I am living my dream. No, I'm not travelling to Europe to tour the vineyards of Tuscany or learning to surf in Bali. I'm not even raising chickens next to my own abundant vegetable garden. In fact, I'm mostly just living my normal Midwestern suburban life with my two extremely high-maintenance kids, who, unfortunately, will be attached to my hips for the next two and half months and are still holding tight to their 6:30 a.m. wake-up time, despite having no school bus to rush to meet and my well-documented Summer sleep-in rule.

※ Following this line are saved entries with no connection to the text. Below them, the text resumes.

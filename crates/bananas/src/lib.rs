//! Bananas - Distributed Task Queue
//!
//! A Redis-backed distributed task queue with:
//! - Named jobs with opaque framed payloads
//! - Priority and routing-key aware dequeue via blocking pops
//! - At-least-once delivery with exponential-backoff retries
//! - Delayed execution and a dead-letter queue
//! - A result backend with pub/sub notified blocking waits
//! - Cron schedules with IANA timezones and a distributed single-fire lock
//! - Configurable worker pools with graceful shutdown
//!
//! # Architecture
//!
//! ```text
//!  Client ──submit──▶ Queue engine ──▶ route:{rk}:queue:{priority} lists
//!                          │                      │
//!                          │                 blocking pop
//!     queue:scheduled ◀────┤                      ▼
//!       (delayed set)      │              Worker pool ──▶ Executor ──▶ Handler
//!            │             │                      │
//!       promotion loop ────┘           complete / fail / retry
//!                                                 │
//!  Cron scheduler ──lock──▶ submit        Result backend ──▶ result:{id}
//! ```
//!
//! # Example
//!
//! ```rust,ignore
//! use bananas::{Bananas, BananasConfig, Job, codec};
//! use serde_json::json;
//!
//! let runtime = Bananas::connect(BananasConfig::default()).await?;
//!
//! runtime.handlers().register("send_email", |ctx, job| async move {
//!     let request: EmailRequest = codec::decode_json(&job.payload)?;
//!     // deliver the email, observing ctx.cancel for shutdown
//!     Ok(None)
//! });
//!
//! runtime.start()?;
//!
//! let payload = codec::encode_json(&json!({"to": "user@example.com"}))?;
//! let id = runtime.submit(Job::new("send_email", payload)).await?;
//! let result = runtime.wait_for_result(&id, Duration::from_secs(30)).await?;
//! ```

pub mod codec;
pub mod config;
pub mod error;
pub mod executor;
pub mod job;
pub mod keys;
pub mod maintenance;
pub mod metrics;
pub mod queue;
pub mod result;
pub mod runtime;
pub mod scheduler;
pub mod store;
pub mod worker;

pub use config::{BananasConfig, QueueConfig, ResultConfig, SchedulerConfig, StoreConfig, WorkerConfig, WorkerMode};
pub use error::{BananasError, BananasResult};
pub use executor::{CancelToken, Executor, HandlerRegistry, JobContext};
pub use job::{Job, JobId, JobStatus, Priority, DEFAULT_ROUTING_KEY};
pub use keys::Keys;
pub use queue::{Queue, ReadySources};
pub use result::{JobResult, ResultBackend, ResultStatus};
pub use runtime::Bananas;
pub use scheduler::{CronScheduler, Schedule, ScheduleRegistry, ScheduleState};
pub use store::{MemoryStore, RedisStore, Store, StoreOp, Subscription};
pub use worker::WorkerPool;

/// Commonly used types.
pub mod prelude {
    pub use crate::config::{BananasConfig, WorkerMode};
    pub use crate::error::{BananasError, BananasResult};
    pub use crate::executor::{HandlerRegistry, JobContext};
    pub use crate::job::{Job, JobId, JobStatus, Priority};
    pub use crate::runtime::Bananas;
    pub use crate::scheduler::Schedule;
    pub use crate::store::Store;
}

So what exactly is so magical about my current life, you might ask? One simple thing: this is the first Summer that both of my kids can really swim. Like they're-not-going-to-drown-even-a-little-bit swim.
To a non-parent, that might seem like a small detail. But once you've lived through years and years of taking babies, toddlers, and preschoolers to the pool, knowing that the massive amounts of fun they'll have is exactly equal to the amount of stress and discomfort you'll feel, you understand the splendor of no longer having kids who scream when you insist they wear sunscreen; who deny their need for a life vest despite their inability to stay afloat without one; who are required to wear a soggy swim nappy because they will very likely fill it; and who spend most of their time at the pool running from you, forcing you to chase them while wearing a swimsuit that becomes more and more of a thong with every step.
This Summer, I have officially entered the realm of what I've heard described as the MOOKs, or "moms of older kids," and it is glorious. While parents of toddlers paste on smiles while their children force them into the frigid deep end, I'm chatting with my fellow MOOKs in our lounge chairs. While they attempt to clean up the mounds of wet Goldfish their kids dumped onto the pool deck, I'm enjoying a ice cold beverage I packed for myself because I finally have the mental capacity to think about my own needs, not just my kids'. While they walk laps around the pool, frantically searching for their little one who thinks she can swim but totally cannot, I'm digging into a beach read, confident that my kids will return to me alive and well.
"You're so lucky," a woman said to me at the pool earlier this week as she wrestled a swim shirt on her 3-year-old, who then immediately began dragging her into the pool behind him. I was reading People magazine and wasn't even wearing a swimsuit, the weather that day not coming close to the 82-plus degrees I require in order to enter a child-filled pool. "I know it," I replied. "I've been waiting so long."
It had been eight years since I took my oldest to the beach the first time. Sure, it took five adults to carry everything we thought she'd require for her first dip in Lake Michigan, but I was so sure my beach experience would be just as wonderful as it had been before kids, maybe even better. Then reality hit. She had a massive blowout about 15 minutes after we arrived, and the truth of how I would be spending many a Summer hit me with a heaviness equal to that of her lake water-filled back-up nappy.
But now here I was, sitting in the sun, reading and occasionally passing out Popsicles and icy waters to my independent, solid swimmers. I looked up, staring across the highly chlorinated pool, populated with swim nappies and Puddle Jumpers and, somewhere, I could only assume, my children. A body of water had never looked more beautiful.